- What the task asks
The records below hold a stretch from the line with "stale reconnect to" through the line with "let report: ReportFn"; return exactly those lines, ends included, and nothing more.

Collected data
/---
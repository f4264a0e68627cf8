// Copyright 2026 Daniel Pelikan
//
// Licensed under the Apache License, Version 2.0 (the "License");
// you may not use this file except in compliance with the License.
// You may obtain a copy of the License at
//
//     http://www.apache.org/licenses/LICENSE-2.0
//
// Unless required by applicable law or agreed to in writing, software
// distributed under the License is distributed on an "AS IS" BASIS,
// WITHOUT WARRANTIES OR CONDITIONS OF ANY KIND, either express or implied.
// See the License for the specific language governing permissions and
// limitations under the License.

//! Session manager: connect, disconnect, failure and reconnect handling.

use parking_lot::Mutex;
use std::sync::{Arc, Weak};
use tokio::sync::mpsc;
use tracing::{debug, error, info, warn};

use super::connection::{ReportFn, WorkerConfig, WorkerHandle, WorkerReport};
use super::protocol::Reading;
use super::reconnect::ReconnectPolicy;
use super::transport::Transport;
use crate::events::{EventBus, LineProcessor, SessionEvent};
use crate::state::{ConnectionState, Session};
use crate::storage::ReadingStore;

/// Session tuning.
#[derive(Debug, Clone, Copy, PartialEq, Eq)]
pub struct SessionOptions {
    pub policy: ReconnectPolicy,
    pub auto_reconnect: bool,
    pub worker: WorkerConfig,
}

impl Default for SessionOptions {
    fn default() -> Self {
        Self {
            policy: ReconnectPolicy::default(),
            auto_reconnect: true,
            worker: WorkerConfig::default(),
        }
    }
}

/// What started a connection attempt.
#[derive(Debug, Clone, Copy)]
enum ConnectTrigger {
    /// A caller asked for it; resets the reconnect counter.
    Explicit,
    /// A scheduled reconnect, valid only within its generation.
    Retry { generation: u64 },
}

/// Manages the connection to one sensor.
///
/// All methods return immediately; socket I/O runs on a worker task and
/// every outcome is reported through [`SessionEvent`]s. Methods that start
/// a connection must be called from within a Tokio runtime.
pub struct SessionManager {
    core: Arc<SessionCore>,
}

struct SessionCore {
    transport: Arc<dyn Transport>,
    session: Mutex<Session>,
    processor: Arc<LineProcessor>,
    events: Arc<EventBus>,
    policy: ReconnectPolicy,
    worker_config: WorkerConfig,
}

impl SessionManager {
    /// Create a new session manager.
    pub fn new(transport: Arc<dyn Transport>, store: ReadingStore, options: SessionOptions) -> Self {
        let events = Arc::new(EventBus::new());
        let processor = Arc::new(LineProcessor::new(store, events.clone()));

        Self {
            core: Arc::new(SessionCore {
                transport,
                session: Mutex::new(Session::new(options.auto_reconnect)),
                processor,
                events,
                policy: options.policy,
                worker_config: options.worker,
            }),
        }
    }

    /// Register a consumer for state and line events.
    pub fn subscribe(&self) -> mpsc::UnboundedReceiver<SessionEvent> {
        self.core.events.subscribe()
    }

    /// Connect to the device at `address`, replacing any current connection.
    pub fn connect(&self, address: &str) {
        self.core.start_connection(address, ConnectTrigger::Explicit);
    }

    /// Close the connection. Never triggers a reconnect.
    pub fn disconnect(&self) {
        let mut session = self.core.session.lock();
        info!("Disconnect requested");

        session.teardown_worker();
        // Invalidates pending reconnects
        session.next_generation();
        session.reconnect_pending = false;
        self.core.transition(&mut session, ConnectionState::Disconnected);
    }

    pub fn state(&self) -> ConnectionState {
        self.core.session.lock().state
    }

    pub fn last_address(&self) -> Option<String> {
        self.core.session.lock().last_address.clone()
    }

    /// Automatic reconnects made since the last explicit connect.
    pub fn reconnect_attempts(&self) -> u32 {
        self.core.session.lock().reconnect_attempts
    }

    pub fn set_auto_reconnect(&self, enabled: bool) {
        self.core.session.lock().auto_reconnect = enabled;
        info!("Auto-reconnect {}", if enabled { "enabled" } else { "disabled" });
    }

    pub fn auto_reconnect(&self) -> bool {
        self.core.session.lock().auto_reconnect
    }

    /// Whether a reconnect is scheduled but has not started yet.
    pub fn is_reconnect_pending(&self) -> bool {
        self.core.session.lock().reconnect_pending
    }

    /// Whether the session has stopped for good: not connected, no
    /// connection in progress and no reconnect scheduled.
    ///
    /// Reads the live state, so it stays accurate for consumers that
    /// handle events late.
    pub fn is_inactive(&self) -> bool {
        let session = self.core.session.lock();
        matches!(
            session.state,
            ConnectionState::Disconnected | ConnectionState::ConnectionFailed
        ) && !session.reconnect_pending
    }

    /// Whether a worker currently owns a connection attempt or socket.
    pub fn has_active_worker(&self) -> bool {
        self.core
            .session
            .lock()
            .worker
            .as_ref()
            .is_some_and(|worker| !worker.is_finished())
    }

    /// Start parsing and storing readings. Only possible while connected.
    pub fn start_measuring(&self) -> bool {
        let session = self.core.session.lock();
        if session.state != ConnectionState::Connected {
            debug!("Cannot start measuring while {}", session.state);
            return false;
        }
        self.core.processor.set_measuring(true);
        true
    }

    pub fn stop_measuring(&self) {
        self.core.processor.set_measuring(false);
    }

    pub fn is_measuring(&self) -> bool {
        self.core.processor.is_measuring()
    }

    /// Copy of the retained readings, oldest first.
    pub fn readings(&self) -> Vec<Reading> {
        self.core.processor.store().snapshot()
    }

    /// Empty the retention buffer. Durable copies are kept.
    pub fn clear_readings(&self) {
        self.core.processor.store().clear();
    }

    pub fn store(&self) -> &ReadingStore {
        self.core.processor.store()
    }
}

impl Drop for SessionManager {
    fn drop(&mut self) {
        let mut session = self.core.session.lock();
        session.next_generation();
        session.teardown_worker();
    }
}

impl SessionCore {
    fn start_connection(self: &Arc<Self>, address: &str, trigger: ConnectTrigger) {
        let mut session = self.session.lock();

        match trigger {
            ConnectTrigger::Explicit => {
                info!("Connecting to device: {}", address);
                session.reconnect_attempts = 0;
            }
            ConnectTrigger::Retry { generation } => {
                if session.generation != generation {
                    debug!("Skipping stale reconnect to {}", address);
                    return;
                }
                info!(
                    "Reconnecting to {} (attempt {}/{})",
                    address, session.reconnect_attempts, self.policy.max_attempts
                );
            }
        }

        if session.teardown_worker() {
            debug!("Closed previous connection");
        }
        session.reconnect_pending = false;
        let generation = session.next_generation();
        session.last_address = Some(address.to_string());

        let device = match self.transport.resolve(address) {
            Ok(device) => device,
            Err(e) => {
                error!("Cannot resolve device {}: {}", address, e);
                self.transition(&mut session, ConnectionState::ConnectionFailed);
                return;
            }
        };

        let core: Weak<SessionCore> = Arc::downgrade(self);
        let report: ReportFn = Box::new(move |report| {
            if let Some(core) = core.upgrade() {
                core.handle_report(generation, report);
            }
        });

        session.worker = Some(WorkerHandle::spawn(
            self.transport.clone(),
            device,
            self.processor.clone(),
            self.worker_config,
            report,
        ));
        self.transition(&mut session, ConnectionState::Connecting);
    }

    fn handle_report(self: &Arc<Self>, generation: u64, report: WorkerReport) {
        let mut session = self.session.lock();

        if session.generation != generation {
            debug!("Ignoring {:?} from a replaced worker", report);
            return;
        }

        match report {
            WorkerReport::Connected => {
                self.transition(&mut session, ConnectionState::Connected);
            }
            WorkerReport::ConnectFailed(reason) => {
                warn!("Connection failed: {}", reason);
                session.worker = None;
                self.transition(&mut session, ConnectionState::ConnectionFailed);
            }
            WorkerReport::ReadFailed(reason) => {
                warn!("Connection lost: {}", reason);
                session.worker = None;
                self.transition(&mut session, ConnectionState::Disconnected);
                self.schedule_reconnect(&mut session);
            }
            WorkerReport::Cancelled => {
                session.worker = None;
            }
        }
    }

    fn schedule_reconnect(self: &Arc<Self>, session: &mut Session) {
        let Some(address) = session.last_address.clone() else {
            return;
        };

        if !self
            .policy
            .should_retry(session.auto_reconnect, true, session.reconnect_attempts)
        {
            if session.auto_reconnect {
                warn!(
                    "Reached maximum reconnect attempts: {}",
                    self.policy.max_attempts
                );
            }
            return;
        }

        session.reconnect_attempts += 1;
        session.reconnect_pending = true;
        let generation = session.generation;
        let delay = self.policy.delay;
        info!(
            "Reconnecting in {} ms (attempt {}/{})",
            delay.as_millis(),
            session.reconnect_attempts,
            self.policy.max_attempts
        );

        let core = Arc::downgrade(self);
        tokio::spawn(async move {
            tokio::time::sleep(delay).await;
            if let Some(core) = core.upgrade() {
                core.start_connection(&address, ConnectTrigger::Retry { generation });
            }
        });
    }

    fn transition(&self, session: &mut Session, next: ConnectionState) {
        let previous = session.state;
        session.state = next;
        info!("Connection state: {} -> {}", previous, next);

        if next == ConnectionState::Disconnected {
            self.processor.set_measuring(false);
        }

        self.events.publish(SessionEvent::StateChanged(next));
    }
}
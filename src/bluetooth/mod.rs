// Copyright 2026 Daniel Pelikan
//
// Licensed under the Apache License, Version 2.0 (the "License");
// you may not use this file except in compliance with the License.
// You may obtain a copy of the License at
//
//     http://www.apache.org/licenses/LICENSE-2.0
//
// Unless required by applicable law or agreed to in writing, software
// distributed under the License is distributed on an "AS IS" BASIS,
// WITHOUT WARRANTIES OR CONDITIONS OF ANY KIND, either express or implied.
// See the License for the specific language governing permissions and
// limitations under the License.

//! Bluetooth communication module.
//!
//! Maintains the SPP connection to the sensor and turns its byte stream
//! into readings.

mod connection;
mod framer;
mod protocol;
mod reconnect;
mod session;
mod transport;

pub use connection::{WorkerConfig, WorkerHandle, WorkerReport, DEFAULT_READ_CHUNK_SIZE};
pub use framer::{FrameError, LineFramer, Lines, DEFAULT_MAX_LINE_LEN, DELIMITER};
pub use protocol::{parse_line, parse_line_at, ParseError, Reading, ReadingKind};
pub use reconnect::{ReconnectPolicy, DEFAULT_MAX_RECONNECT_ATTEMPTS, DEFAULT_RECONNECT_DELAY};
pub use session::{SessionManager, SessionOptions};
pub use transport::{
    BoxedStream, ByteStream, DeviceHandle, RfcommTransport, Transport, TransportError,
    DEFAULT_RFCOMM_CHANNEL, SPP_UUID,
};
// Copyright 2026 Daniel Pelikan
//
// Licensed under the Apache License, Version 2.0 (the "License");
// you may not use this file except in compliance with the License.
// You may obtain a copy of the License at
//
//     http://www.apache.org/licenses/LICENSE-2.0
//
// Unless required by applicable law or agreed to in writing, software
// distributed under the License is distributed on an "AS IS" BASIS,
// WITHOUT WARRANTIES OR CONDITIONS OF ANY KIND, either express or implied.
// See the License for the specific language governing permissions and
// limitations under the License.

//! Reconnect policy for dropped connections.

use std::time::Duration;

/// Default number of automatic reconnects per explicit connect.
pub const DEFAULT_MAX_RECONNECT_ATTEMPTS: u32 = 3;

/// Default wait before each automatic reconnect.
pub const DEFAULT_RECONNECT_DELAY: Duration = Duration::from_millis(3000);

/// Bounded, fixed-delay reconnect policy.
#[derive(Debug, Clone, Copy, PartialEq, Eq)]
pub struct ReconnectPolicy {
    pub max_attempts: u32,
    pub delay: Duration,
}

impl ReconnectPolicy {
    pub fn new(max_attempts: u32, delay: Duration) -> Self {
        Self {
            max_attempts,
            delay,
        }
    }

    /// Decide whether a dropped connection should be retried.
    ///
    /// `attempts` counts automatic reconnects already made since the last
    /// explicit connect.
    pub fn should_retry(&self, auto_reconnect: bool, has_address: bool, attempts: u32) -> bool {
        auto_reconnect && has_address && attempts < self.max_attempts
    }
}

impl Default for ReconnectPolicy {
    fn default() -> Self {
        Self::new(DEFAULT_MAX_RECONNECT_ATTEMPTS, DEFAULT_RECONNECT_DELAY)
    }
}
\---
- The answer
                    debug!("Skipping stale reconnect to {}", address);
                    return;
                }
                info!(
                    "Reconnecting to {} (attempt {}/{})",
                    address, session.reconnect_attempts, self.policy.max_attempts
                );
            }
        }

        if session.teardown_worker() {
            debug!("Closed previous connection");
        }
        session.reconnect_pending = false;
        let generation = session.next_generation();
        session.last_address = Some(address.to_string());

        let device = match self.transport.resolve(address) {
            Ok(device) => device,
            Err(e) => {
                error!("Cannot resolve device {}: {}", address, e);
                self.transition(&mut session, ConnectionState::ConnectionFailed);
                return;
            }
        };

        let core: Weak<SessionCore> = Arc::downgrade(self);
        let report: ReportFn = Box::new(move |report| {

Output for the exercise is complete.